VMware’s Big Plans Lead to Major Hypervisor Launch
On July 12, virtualization giant VMware is expected to announce a couple of major hypervisor launches. More about that later, but until then, though, the company is putting its focus on Cloud Foundry among other things. The PaaS offering is VMware’s first serious open-source initiative, built by former Google engineers Derek Collison and Mark Lucovsky. They were hired personally by company head Paul Maritz, who recently said at the GigaOm Structure conference that the servers per admin ratio should get closer to that of Google – about one per every 1,000 physical servers. In comparison, VMware’s ratio is closer to one admin per 20 to 50 machines.
The company is looking to greatly reduce that number both for itself and its customers:
“[Google’s ratio] is really what has to happen,” Maritz said. “You talk about the cloud. We’re got to get to the point where enterprises, whether they’re handling their infrastructure internally or externally, are reaching similar levels of efficiency.”

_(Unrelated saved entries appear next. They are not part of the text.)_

//! ForestStore: the only component allowed to mutate sections and nodes.
//!
//! Lookup misses are errors. Failed preconditions are reported as
//! [`MutationOutcome::Rejected`] and leave the graph untouched.

pub mod affordances;
mod ids;
pub mod mutation;
pub mod section;

use std::collections::HashSet;

use tracing::debug;

use rca_core::config::WhysConfig;
use rca_core::constants::WHY_COL;
use rca_core::errors::ForestError;
use rca_core::models::{NodeKind, SectionRecord, WhyNode};
use rca_core::traits::{IIdGenerator, UuidIdGenerator};

use crate::graph::{compaction, subtree, SectionGraph};
use crate::label::{derive_label, Label};

use ids::UniqueIds;

pub use affordances::Affordances;
pub use mutation::{MutationOutcome, Rejection};
pub use section::Section;

/// Ordered sections plus the id source that names their nodes.
pub struct ForestStore {
    sections: Vec<Section>,
    ids: UniqueIds,
    config: WhysConfig,
}

impl ForestStore {
    /// Create an empty store with random UUID ids.
    pub fn new(config: WhysConfig) -> Self {
        Self::with_id_generator(config, Box::new(UuidIdGenerator))
    }

    /// Create an empty store drawing ids from `ids`.
    pub fn with_id_generator(config: WhysConfig, ids: Box<dyn IIdGenerator>) -> Self {
        Self {
            sections: Vec::new(),
            ids: UniqueIds::new(ids),
            config,
        }
    }

    pub fn config(&self) -> &WhysConfig {
        &self.config
    }

    pub fn sections(&self) -> &[Section] {
        &self.sections
    }

    pub fn is_empty(&self) -> bool {
        self.sections.is_empty()
    }

    pub fn section(&self, section_id: &str) -> Result<&Section, ForestError> {
        self.sections
            .iter()
            .find(|s| s.id == section_id)
            .ok_or_else(|| ForestError::section_not_found(section_id))
    }

    /// Replace the whole forest with previously published records.
    ///
    /// All records are validated before anything is replaced.
    pub fn hydrate(&mut self, records: Vec<SectionRecord>) -> Result<usize, ForestError> {
        let sections = records
            .into_iter()
            .map(Section::from_record)
            .collect::<Result<Vec<_>, _>>()?;
        let count = sections.len();
        for section in &sections {
            self.ids.reserve(std::iter::once(section.id.as_str()));
            self.ids.reserve(section.graph.nodes().map(|n| n.id.as_str()));
        }
        self.sections = sections;
        debug!(sections = count, "hydrated forest");
        Ok(count)
    }

    /// Flattened forest in section order.
    pub fn snapshot(&self) -> Vec<SectionRecord> {
        self.sections.iter().map(Section::to_record).collect()
    }

    /// Check every section's invariants.
    pub fn verify(&self) -> Result<(), ForestError> {
        self.sections.iter().try_for_each(Section::check_invariants)
    }

    pub(crate) fn new_section(&mut self, name: &str) -> Section {
        Section::create(&mut self.ids, name)
    }

    pub(crate) fn take_sections(&mut self) -> Vec<Section> {
        std::mem::take(&mut self.sections)
    }

    pub(crate) fn set_sections(&mut self, sections: Vec<Section>) {
        self.sections = sections;
    }

    // --- Derived views ---

    pub fn label(&self, section_id: &str, node_id: &str) -> Result<Option<Label>, ForestError> {
        let section = self.section(section_id)?;
        section.node(node_id)?;
        Ok(derive_label(&section.graph, node_id))
    }

    pub fn affordances(&self, section_id: &str, node_id: &str) -> Result<Affordances, ForestError> {
        let section = self.section(section_id)?;
        let node = section.node(node_id)?;
        Ok(Affordances::of(
            &section.graph,
            node,
            self.config.max_chain_links,
        ))
    }

    // --- Mutations ---

    /// Start a new chain under the `cv`, on a fresh row below everything else.
    pub fn add_chain_from_root(&mut self, section_id: &str) -> Result<MutationOutcome, ForestError> {
        let section = find_section_mut(&mut self.sections, section_id)?;
        let cv_id = section.validated_cause()?.id.clone();
        let row = section.graph.max_row() + 1;

        let node_id = self.ids.next_id();
        section
            .graph
            .insert(WhyNode::why(node_id.clone(), WHY_COL, row, &cv_id));
        debug!(section_id, node_id = %node_id, row, "added chain from validated cause");
        Ok(MutationOutcome::Created { node_id })
    }

    /// Append the next link of `node_id`'s chain, on the same row.
    pub fn extend_right(
        &mut self,
        section_id: &str,
        node_id: &str,
    ) -> Result<MutationOutcome, ForestError> {
        let max_chain_links = self.config.max_chain_links;
        let section = find_section_mut(&mut self.sections, section_id)?;
        let source = section.node(node_id)?.clone();
        if let Err(rejection) = affordances::extend_right(&section.graph, &source, max_chain_links)
        {
            return Ok(rejected(section_id, node_id, rejection));
        }

        section.graph.for_each_node_mut(|n| {
            if n.kind == NodeKind::Root && n.row == source.row {
                n.col = n.col.saturating_add(1);
            }
        });
        let new_id = self.ids.next_id();
        section.graph.insert(WhyNode::why(
            new_id.clone(),
            source.col.saturating_add(1),
            source.row,
            &source.id,
        ));
        debug!(section_id, node_id, new_id = %new_id, "extended chain right");
        Ok(MutationOutcome::Created { node_id: new_id })
    }

    /// Branch below `node_id`, opening a new row directly under it.
    pub fn extend_down(
        &mut self,
        section_id: &str,
        node_id: &str,
    ) -> Result<MutationOutcome, ForestError> {
        let section = find_section_mut(&mut self.sections, section_id)?;
        let source = section.node(node_id)?.clone();
        if let Err(rejection) = affordances::extend_down(&section.graph, &source) {
            return Ok(rejected(section_id, node_id, rejection));
        }

        let row = source.row + 1;
        compaction::open_row(&mut section.graph, row);
        let new_id = self.ids.next_id();
        section
            .graph
            .insert(WhyNode::why(new_id.clone(), source.col, row, &source.id));
        debug!(section_id, node_id, new_id = %new_id, row, "extended chain down");
        Ok(MutationOutcome::Created { node_id: new_id })
    }

    /// Mark or unmark `node_id` as the root cause ending its chain.
    pub fn toggle_root_cause(
        &mut self,
        section_id: &str,
        node_id: &str,
    ) -> Result<MutationOutcome, ForestError> {
        let section = find_section_mut(&mut self.sections, section_id)?;
        let target = section.node(node_id)?.clone();
        if let Err(rejection) = affordances::toggle_root_cause(&section.graph, &target) {
            return Ok(rejected(section_id, node_id, rejection));
        }

        if target.is_root_cause {
            let markers = terminal_markers(&section.graph, &target.id);
            section.graph.remove_all(&markers);
            if let Some(n) = section.graph.get_mut(&target.id) {
                n.is_root_cause = false;
            }
            debug!(section_id, node_id, "unmarked root cause");
            return Ok(MutationOutcome::Removed {
                node_ids: sorted(markers),
            });
        }

        // One terminal per row: a stale marker here unpairs its owner.
        let stale: Vec<WhyNode> = section
            .graph
            .nodes()
            .filter(|n| n.kind == NodeKind::Root && n.row == target.row)
            .cloned()
            .collect();
        for marker in &stale {
            if let Some(owner) = marker
                .parent_id
                .as_deref()
                .and_then(|p| section.graph.get_mut(p))
            {
                owner.is_root_cause = false;
            }
        }
        let stale_ids: HashSet<String> = stale.into_iter().map(|n| n.id).collect();
        section.graph.remove_all(&stale_ids);

        let col = section.graph.max_col().saturating_add(1);
        let root_id = self.ids.next_id();
        if let Some(n) = section.graph.get_mut(&target.id) {
            n.is_root_cause = true;
        }
        section.graph.insert(WhyNode::terminal(
            root_id.clone(),
            col,
            target.row,
            &target.id,
            target.text.clone(),
        ));
        debug!(section_id, node_id, root_id = %root_id, col, "marked root cause");
        Ok(MutationOutcome::Created { node_id: root_id })
    }

    /// Remove `node_id` and its whole subtree, then restore the section's
    /// structural guarantees (a top-level chain exists, rows are dense).
    pub fn delete_node(
        &mut self,
        section_id: &str,
        node_id: &str,
    ) -> Result<MutationOutcome, ForestError> {
        let section = find_section_mut(&mut self.sections, section_id)?;
        let target = section.node(node_id)?.clone();
        if let Err(rejection) = affordances::delete(&target) {
            return Ok(rejected(section_id, node_id, rejection));
        }

        if target.kind == NodeKind::Root {
            if let Some(owner) = target
                .parent_id
                .as_deref()
                .and_then(|p| section.graph.get_mut(p))
            {
                owner.is_root_cause = false;
            }
        }

        let doomed = subtree::descendants(&section.graph, node_id);
        section.graph.remove_all(&doomed);

        let cv_id = section.validated_cause()?.id.clone();
        if section.graph.why_children(&cv_id).is_empty() {
            // Legacy parentless whys may still hold the first cell.
            let row = if section
                .graph
                .nodes()
                .any(|n| n.col == WHY_COL && n.row == 0)
            {
                section.graph.max_row() + 1
            } else {
                0
            };
            let replacement = self.ids.next_id();
            section
                .graph
                .insert(WhyNode::why(replacement.clone(), WHY_COL, row, &cv_id));
            debug!(section_id, node_id = %replacement, row, "recreated top-level why");
        }

        compaction::compact_rows(&mut section.graph);
        debug!(section_id, node_id, removed = doomed.len(), "deleted subtree");
        Ok(MutationOutcome::Removed {
            node_ids: sorted(doomed),
        })
    }

    /// Replace a node's text. No preconditions.
    pub fn set_text(
        &mut self,
        section_id: &str,
        node_id: &str,
        text: &str,
    ) -> Result<MutationOutcome, ForestError> {
        let section = find_section_mut(&mut self.sections, section_id)?;
        let node = section
            .graph
            .get_mut(node_id)
            .ok_or_else(|| ForestError::node_not_found(section_id, node_id))?;
        node.text = text.to_string();
        Ok(MutationOutcome::Updated)
    }
}

fn find_section_mut<'a>(
    sections: &'a mut [Section],
    section_id: &str,
) -> Result<&'a mut Section, ForestError> {
    sections
        .iter_mut()
        .find(|s| s.id == section_id)
        .ok_or_else(|| ForestError::section_not_found(section_id))
}

fn terminal_markers(graph: &SectionGraph, owner_id: &str) -> HashSet<String> {
    graph
        .children(owner_id)
        .into_iter()
        .filter(|c| c.kind == NodeKind::Root)
        .map(|c| c.id.clone())
        .collect()
}

fn rejected(section_id: &str, node_id: &str, rejection: Rejection) -> MutationOutcome {
    debug!(section_id, node_id, %rejection, "mutation rejected");
    MutationOutcome::Rejected(rejection)
}

fn sorted(ids: HashSet<String>) -> Vec<String> {
    let mut ids: Vec<String> = ids.into_iter().collect();
    ids.sort();
    ids
}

The open-source cloud is a major driver of innovation for the entire industry, and one of the biggest names that stand out amongst the crowd these days is Hadoop. The data management platform has its fair share of competition nevertheless, including HPCC Systems. The latter partnered up with analytics firm LexisNexis to try and compete for market share by growing the amount of data customers can process at once.
Cloud Foundry is a major area of focus for VMware, but it is never going to be a serious open-source company unless it would open vSphere, says Scott Crenshaw, VP and GM of Red Hat’s cloud computing unit. That will indeed not be the case, especially since the company is expected to debut vSphere 5.0 in a San Francisco event in will hold on July 12.
According to rumors the new stack will no longer have an ESX Server 5.0 hypervisor, considering it’s unnecessary with functions such as the vCenter management console. The extracted ESXi hypervisor however will be getting an update. ESXi 4.1 be expanded to be able to span up to 160 x64 processor cores and host a maximum of 512 VMs on a single physician server with the latest version. A single virtual machine will be able to grow as large as 32 cores.
In other “infrastructure 2.0” news, SSD storage company SolidFire launched a line-up of new cloud-purposed offerings today aimed to further accelerate performance and lower costs. It’s an example of another startup hoping to make its mark by reworking cloud architecture, solving one problem at a time.